### THE PROBLEM
Lines to return, exactly: from the line with "assert!((got - expected).abs()" to the line with "day(0), value: 100.0" in the entries below, both included.

### INFORMATION SHOWN
....
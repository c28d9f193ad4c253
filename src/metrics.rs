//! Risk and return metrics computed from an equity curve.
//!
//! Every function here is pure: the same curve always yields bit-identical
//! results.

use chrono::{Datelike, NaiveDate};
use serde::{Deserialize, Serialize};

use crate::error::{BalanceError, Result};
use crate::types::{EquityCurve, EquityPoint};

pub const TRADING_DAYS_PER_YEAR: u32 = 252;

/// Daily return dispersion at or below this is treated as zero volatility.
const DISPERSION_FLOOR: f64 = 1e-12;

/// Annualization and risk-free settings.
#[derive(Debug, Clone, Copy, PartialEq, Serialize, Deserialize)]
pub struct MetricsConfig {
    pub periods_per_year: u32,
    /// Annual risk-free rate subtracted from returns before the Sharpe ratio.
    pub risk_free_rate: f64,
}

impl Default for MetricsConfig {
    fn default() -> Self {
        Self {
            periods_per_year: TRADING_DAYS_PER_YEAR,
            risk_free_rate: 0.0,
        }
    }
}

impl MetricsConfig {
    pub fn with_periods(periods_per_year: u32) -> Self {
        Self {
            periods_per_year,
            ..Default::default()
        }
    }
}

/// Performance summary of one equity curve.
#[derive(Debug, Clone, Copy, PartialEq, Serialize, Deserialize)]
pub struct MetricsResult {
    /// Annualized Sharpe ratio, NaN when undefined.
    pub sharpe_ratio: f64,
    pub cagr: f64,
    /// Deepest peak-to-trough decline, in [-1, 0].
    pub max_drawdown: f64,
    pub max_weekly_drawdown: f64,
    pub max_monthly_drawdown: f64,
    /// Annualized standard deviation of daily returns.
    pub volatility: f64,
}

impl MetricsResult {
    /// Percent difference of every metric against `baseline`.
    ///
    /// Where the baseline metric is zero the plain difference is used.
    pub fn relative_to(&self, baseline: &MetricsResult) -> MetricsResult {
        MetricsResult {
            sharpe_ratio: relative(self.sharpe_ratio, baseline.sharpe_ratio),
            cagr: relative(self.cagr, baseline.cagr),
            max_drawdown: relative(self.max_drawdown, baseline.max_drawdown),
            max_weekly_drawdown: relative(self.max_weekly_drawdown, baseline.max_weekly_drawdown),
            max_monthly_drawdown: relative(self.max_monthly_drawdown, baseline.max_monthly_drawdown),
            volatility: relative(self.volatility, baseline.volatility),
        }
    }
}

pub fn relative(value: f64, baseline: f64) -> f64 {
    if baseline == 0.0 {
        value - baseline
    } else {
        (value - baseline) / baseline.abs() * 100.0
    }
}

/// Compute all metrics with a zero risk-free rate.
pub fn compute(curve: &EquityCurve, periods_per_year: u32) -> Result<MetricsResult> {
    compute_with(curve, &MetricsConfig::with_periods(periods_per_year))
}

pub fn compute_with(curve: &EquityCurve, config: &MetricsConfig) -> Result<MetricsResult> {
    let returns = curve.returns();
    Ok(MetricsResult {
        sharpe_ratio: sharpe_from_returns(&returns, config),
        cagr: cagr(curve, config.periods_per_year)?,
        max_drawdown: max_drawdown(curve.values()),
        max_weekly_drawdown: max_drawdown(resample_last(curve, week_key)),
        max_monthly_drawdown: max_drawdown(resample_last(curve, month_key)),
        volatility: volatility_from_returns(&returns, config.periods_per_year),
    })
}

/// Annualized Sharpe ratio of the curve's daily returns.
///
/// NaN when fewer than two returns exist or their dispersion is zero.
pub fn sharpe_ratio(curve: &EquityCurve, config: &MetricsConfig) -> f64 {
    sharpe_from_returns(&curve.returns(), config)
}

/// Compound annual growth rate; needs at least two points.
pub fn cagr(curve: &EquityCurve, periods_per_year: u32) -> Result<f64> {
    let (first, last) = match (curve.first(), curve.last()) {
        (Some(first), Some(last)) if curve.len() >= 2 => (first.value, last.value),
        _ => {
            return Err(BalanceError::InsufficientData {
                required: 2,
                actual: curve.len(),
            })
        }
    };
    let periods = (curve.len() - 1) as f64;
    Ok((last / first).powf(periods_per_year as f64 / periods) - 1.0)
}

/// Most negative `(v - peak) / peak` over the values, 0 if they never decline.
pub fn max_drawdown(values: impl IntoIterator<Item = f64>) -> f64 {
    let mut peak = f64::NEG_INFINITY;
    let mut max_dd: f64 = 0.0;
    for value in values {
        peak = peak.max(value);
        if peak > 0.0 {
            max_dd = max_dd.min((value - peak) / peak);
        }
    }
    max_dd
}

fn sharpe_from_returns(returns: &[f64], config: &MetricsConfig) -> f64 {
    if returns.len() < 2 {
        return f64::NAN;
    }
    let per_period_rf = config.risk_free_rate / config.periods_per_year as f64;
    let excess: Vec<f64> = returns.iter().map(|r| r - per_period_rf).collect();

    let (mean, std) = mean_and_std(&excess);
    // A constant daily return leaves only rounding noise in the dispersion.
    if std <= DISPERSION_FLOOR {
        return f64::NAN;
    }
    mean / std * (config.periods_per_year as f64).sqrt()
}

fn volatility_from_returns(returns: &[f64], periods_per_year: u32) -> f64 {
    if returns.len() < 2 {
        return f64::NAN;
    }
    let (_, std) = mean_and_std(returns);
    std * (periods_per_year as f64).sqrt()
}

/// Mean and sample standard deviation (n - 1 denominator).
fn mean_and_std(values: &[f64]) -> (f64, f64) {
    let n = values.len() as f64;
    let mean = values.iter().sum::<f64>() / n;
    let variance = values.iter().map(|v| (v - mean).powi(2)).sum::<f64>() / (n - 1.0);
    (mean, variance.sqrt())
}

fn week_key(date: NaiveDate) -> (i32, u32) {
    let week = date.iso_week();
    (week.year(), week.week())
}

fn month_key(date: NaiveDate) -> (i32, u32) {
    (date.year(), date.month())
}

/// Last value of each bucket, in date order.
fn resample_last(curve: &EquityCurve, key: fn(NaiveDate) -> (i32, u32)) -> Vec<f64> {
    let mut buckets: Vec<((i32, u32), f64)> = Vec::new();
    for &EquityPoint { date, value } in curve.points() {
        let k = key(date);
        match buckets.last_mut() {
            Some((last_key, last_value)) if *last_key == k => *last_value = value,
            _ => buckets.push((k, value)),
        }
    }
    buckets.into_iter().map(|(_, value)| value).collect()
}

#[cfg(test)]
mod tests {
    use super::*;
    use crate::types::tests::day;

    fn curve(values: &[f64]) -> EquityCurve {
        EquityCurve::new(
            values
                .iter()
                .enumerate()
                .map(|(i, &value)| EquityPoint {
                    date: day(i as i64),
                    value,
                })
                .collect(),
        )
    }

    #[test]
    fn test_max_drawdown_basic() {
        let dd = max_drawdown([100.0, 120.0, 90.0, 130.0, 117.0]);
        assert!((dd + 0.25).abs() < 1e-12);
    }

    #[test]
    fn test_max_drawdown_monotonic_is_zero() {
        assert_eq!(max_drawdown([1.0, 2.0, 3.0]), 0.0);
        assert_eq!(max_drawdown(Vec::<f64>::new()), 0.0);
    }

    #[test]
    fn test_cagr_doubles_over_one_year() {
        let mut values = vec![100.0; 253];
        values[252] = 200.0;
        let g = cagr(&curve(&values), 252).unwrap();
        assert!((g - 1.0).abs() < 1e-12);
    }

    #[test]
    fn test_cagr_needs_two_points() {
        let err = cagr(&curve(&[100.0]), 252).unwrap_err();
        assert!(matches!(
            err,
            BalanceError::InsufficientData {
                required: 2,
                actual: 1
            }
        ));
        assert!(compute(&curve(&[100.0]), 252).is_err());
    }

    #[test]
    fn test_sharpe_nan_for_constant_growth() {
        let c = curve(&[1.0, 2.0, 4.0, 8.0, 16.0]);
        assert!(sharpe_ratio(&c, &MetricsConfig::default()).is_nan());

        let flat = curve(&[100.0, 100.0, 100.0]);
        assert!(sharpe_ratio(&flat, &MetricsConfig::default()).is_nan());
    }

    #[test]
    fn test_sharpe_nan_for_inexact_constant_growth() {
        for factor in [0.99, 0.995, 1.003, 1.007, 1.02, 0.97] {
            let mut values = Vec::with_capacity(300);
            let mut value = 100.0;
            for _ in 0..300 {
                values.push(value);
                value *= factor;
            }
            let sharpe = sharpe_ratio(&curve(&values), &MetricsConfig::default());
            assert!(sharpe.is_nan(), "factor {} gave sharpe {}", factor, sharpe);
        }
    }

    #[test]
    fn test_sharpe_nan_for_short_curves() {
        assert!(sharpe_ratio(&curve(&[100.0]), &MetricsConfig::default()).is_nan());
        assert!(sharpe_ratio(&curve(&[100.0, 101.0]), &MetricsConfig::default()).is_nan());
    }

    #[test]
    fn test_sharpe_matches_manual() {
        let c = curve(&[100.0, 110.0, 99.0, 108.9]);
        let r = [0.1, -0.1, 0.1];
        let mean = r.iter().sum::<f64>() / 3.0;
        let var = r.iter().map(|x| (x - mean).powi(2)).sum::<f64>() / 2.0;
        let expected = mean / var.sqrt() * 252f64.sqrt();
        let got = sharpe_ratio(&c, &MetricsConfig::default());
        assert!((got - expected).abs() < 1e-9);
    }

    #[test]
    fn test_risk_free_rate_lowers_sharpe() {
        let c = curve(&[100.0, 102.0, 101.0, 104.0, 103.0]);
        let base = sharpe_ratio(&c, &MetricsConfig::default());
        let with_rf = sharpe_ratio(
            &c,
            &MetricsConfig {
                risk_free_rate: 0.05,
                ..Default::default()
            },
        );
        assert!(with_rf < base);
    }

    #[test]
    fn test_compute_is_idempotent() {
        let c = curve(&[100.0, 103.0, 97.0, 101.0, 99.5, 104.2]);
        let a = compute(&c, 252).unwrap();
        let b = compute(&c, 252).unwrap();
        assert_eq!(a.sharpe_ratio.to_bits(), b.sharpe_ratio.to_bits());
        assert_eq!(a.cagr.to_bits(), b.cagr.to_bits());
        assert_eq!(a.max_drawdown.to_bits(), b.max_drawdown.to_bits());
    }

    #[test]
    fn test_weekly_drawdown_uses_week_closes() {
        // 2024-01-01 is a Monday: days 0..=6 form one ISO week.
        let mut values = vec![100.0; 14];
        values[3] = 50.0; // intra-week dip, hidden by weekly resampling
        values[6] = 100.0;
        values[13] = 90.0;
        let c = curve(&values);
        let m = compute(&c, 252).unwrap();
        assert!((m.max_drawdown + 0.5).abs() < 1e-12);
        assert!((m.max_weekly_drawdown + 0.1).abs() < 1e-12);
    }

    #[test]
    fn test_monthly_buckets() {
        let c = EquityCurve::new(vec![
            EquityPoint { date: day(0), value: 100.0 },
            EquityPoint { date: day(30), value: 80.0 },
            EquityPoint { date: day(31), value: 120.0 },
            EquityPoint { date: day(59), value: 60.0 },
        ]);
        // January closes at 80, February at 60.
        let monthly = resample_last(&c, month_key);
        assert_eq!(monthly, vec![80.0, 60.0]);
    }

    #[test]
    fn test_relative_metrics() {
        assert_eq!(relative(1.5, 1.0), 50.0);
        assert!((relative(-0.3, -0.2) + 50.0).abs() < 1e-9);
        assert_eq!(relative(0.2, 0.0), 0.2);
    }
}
....
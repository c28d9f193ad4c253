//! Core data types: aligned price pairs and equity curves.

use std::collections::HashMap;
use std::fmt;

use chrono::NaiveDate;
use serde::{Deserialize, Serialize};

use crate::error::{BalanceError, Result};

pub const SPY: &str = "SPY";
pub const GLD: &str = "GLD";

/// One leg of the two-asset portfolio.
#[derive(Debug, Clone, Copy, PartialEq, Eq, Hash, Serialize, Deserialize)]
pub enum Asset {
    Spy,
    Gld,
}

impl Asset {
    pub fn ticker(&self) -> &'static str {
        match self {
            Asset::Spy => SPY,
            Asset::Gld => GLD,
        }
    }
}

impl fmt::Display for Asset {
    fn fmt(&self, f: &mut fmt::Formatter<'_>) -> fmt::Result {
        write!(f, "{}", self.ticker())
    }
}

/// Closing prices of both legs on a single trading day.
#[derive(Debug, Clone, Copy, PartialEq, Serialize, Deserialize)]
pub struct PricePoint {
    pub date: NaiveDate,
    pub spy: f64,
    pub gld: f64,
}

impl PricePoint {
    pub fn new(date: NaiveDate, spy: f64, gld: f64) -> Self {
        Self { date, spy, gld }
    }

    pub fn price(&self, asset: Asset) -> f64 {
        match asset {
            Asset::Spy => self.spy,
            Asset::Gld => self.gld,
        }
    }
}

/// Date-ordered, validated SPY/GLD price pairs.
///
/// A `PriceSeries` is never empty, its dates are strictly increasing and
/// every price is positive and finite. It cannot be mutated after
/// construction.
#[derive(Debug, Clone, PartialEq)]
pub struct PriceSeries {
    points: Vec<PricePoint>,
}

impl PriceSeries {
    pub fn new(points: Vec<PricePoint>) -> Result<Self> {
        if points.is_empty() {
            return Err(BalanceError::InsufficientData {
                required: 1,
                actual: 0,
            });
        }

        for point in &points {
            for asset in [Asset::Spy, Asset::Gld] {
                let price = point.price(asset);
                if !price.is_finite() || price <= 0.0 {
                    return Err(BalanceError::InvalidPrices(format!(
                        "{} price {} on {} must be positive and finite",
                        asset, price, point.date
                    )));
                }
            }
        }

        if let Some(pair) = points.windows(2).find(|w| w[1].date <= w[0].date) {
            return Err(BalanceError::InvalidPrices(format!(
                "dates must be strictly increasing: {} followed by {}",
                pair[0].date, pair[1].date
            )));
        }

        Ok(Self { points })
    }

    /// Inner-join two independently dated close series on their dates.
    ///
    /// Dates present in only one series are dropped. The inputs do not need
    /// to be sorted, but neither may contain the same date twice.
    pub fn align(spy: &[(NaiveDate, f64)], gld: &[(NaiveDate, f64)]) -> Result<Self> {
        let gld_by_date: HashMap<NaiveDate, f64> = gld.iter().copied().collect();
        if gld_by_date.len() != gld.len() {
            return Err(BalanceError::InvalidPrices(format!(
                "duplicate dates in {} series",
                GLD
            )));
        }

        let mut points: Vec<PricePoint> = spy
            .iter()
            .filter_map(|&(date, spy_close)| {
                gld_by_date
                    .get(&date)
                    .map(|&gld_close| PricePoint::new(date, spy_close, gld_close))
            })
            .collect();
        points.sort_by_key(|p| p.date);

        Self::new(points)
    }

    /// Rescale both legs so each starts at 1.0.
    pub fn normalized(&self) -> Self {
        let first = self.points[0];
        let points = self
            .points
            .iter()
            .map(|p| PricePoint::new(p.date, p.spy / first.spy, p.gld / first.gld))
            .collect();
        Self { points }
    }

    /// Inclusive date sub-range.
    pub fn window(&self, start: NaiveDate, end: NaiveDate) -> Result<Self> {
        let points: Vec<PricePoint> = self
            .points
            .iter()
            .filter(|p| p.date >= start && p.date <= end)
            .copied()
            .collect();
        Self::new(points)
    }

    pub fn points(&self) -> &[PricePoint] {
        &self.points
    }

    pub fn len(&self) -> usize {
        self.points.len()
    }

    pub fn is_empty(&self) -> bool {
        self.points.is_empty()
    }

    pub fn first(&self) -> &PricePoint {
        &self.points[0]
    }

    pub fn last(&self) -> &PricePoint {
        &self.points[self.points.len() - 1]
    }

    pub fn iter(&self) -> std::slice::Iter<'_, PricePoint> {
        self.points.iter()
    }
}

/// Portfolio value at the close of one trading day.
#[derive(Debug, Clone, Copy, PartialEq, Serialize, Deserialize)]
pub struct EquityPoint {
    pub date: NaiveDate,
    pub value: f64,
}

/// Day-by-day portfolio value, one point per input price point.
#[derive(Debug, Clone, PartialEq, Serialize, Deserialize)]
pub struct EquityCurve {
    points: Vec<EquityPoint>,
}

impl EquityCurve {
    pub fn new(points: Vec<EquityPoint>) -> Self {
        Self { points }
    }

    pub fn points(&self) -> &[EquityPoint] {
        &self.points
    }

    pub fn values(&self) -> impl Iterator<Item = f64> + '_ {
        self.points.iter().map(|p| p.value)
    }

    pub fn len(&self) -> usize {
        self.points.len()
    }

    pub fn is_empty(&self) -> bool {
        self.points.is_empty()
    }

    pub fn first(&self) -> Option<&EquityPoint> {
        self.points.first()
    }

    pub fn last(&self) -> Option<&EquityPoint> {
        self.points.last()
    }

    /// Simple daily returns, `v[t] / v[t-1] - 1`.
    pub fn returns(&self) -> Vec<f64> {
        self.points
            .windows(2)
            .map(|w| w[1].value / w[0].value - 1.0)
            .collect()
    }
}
....
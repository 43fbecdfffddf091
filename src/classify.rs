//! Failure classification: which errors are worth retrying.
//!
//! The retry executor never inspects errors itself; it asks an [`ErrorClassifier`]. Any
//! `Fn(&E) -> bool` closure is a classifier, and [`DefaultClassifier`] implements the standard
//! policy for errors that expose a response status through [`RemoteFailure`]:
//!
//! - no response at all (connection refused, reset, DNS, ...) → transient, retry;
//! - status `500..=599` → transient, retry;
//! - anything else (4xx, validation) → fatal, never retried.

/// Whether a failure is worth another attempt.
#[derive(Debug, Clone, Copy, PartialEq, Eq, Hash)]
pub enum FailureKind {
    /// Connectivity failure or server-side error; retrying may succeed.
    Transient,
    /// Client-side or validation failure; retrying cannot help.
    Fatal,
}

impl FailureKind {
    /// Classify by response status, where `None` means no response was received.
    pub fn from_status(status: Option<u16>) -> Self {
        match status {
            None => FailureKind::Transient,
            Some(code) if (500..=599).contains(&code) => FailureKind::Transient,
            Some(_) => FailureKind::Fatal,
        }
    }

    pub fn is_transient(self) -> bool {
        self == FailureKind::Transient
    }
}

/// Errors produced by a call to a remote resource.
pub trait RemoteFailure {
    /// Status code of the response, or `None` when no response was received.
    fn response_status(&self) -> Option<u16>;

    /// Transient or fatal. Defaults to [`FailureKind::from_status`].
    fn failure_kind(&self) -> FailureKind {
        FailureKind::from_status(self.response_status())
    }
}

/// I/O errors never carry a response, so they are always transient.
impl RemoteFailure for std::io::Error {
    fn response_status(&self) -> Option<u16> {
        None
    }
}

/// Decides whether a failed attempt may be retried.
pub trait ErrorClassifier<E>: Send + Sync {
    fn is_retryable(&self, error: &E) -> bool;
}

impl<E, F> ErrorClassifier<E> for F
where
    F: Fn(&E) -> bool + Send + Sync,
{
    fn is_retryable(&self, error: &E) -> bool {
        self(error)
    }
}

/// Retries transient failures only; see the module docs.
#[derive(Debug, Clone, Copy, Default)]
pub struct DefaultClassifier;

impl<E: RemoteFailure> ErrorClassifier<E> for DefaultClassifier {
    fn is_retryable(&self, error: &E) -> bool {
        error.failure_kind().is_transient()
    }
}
....
### REPLY
        assert!((got - expected).abs() < 1e-9);
    }

    #[test]
    fn test_risk_free_rate_lowers_sharpe() {
        let c = curve(&[100.0, 102.0, 101.0, 104.0, 103.0]);
        let base = sharpe_ratio(&c, &MetricsConfig::default());
        let with_rf = sharpe_ratio(
            &c,
            &MetricsConfig {
                risk_free_rate: 0.05,
                ..Default::default()
            },
        );
        assert!(with_rf < base);
    }

    #[test]
    fn test_compute_is_idempotent() {
        let c = curve(&[100.0, 103.0, 97.0, 101.0, 99.5, 104.2]);
        let a = compute(&c, 252).unwrap();
        let b = compute(&c, 252).unwrap();
        assert_eq!(a.sharpe_ratio.to_bits(), b.sharpe_ratio.to_bits());
        assert_eq!(a.cagr.to_bits(), b.cagr.to_bits());
        assert_eq!(a.max_drawdown.to_bits(), b.max_drawdown.to_bits());
    }

    #[test]
    fn test_weekly_drawdown_uses_week_closes() {
        // 2024-01-01 is a Monday: days 0..=6 form one ISO week.
        let mut values = vec![100.0; 14];
        values[3] = 50.0; // intra-week dip, hidden by weekly resampling
        values[6] = 100.0;
        values[13] = 90.0;
        let c = curve(&values);
        let m = compute(&c, 252).unwrap();
        assert!((m.max_drawdown + 0.5).abs() < 1e-12);
        assert!((m.max_weekly_drawdown + 0.1).abs() < 1e-12);
    }

    #[test]
    fn test_monthly_buckets() {
        let c = EquityCurve::new(vec![
            EquityPoint { date: day(0), value: 100.0 },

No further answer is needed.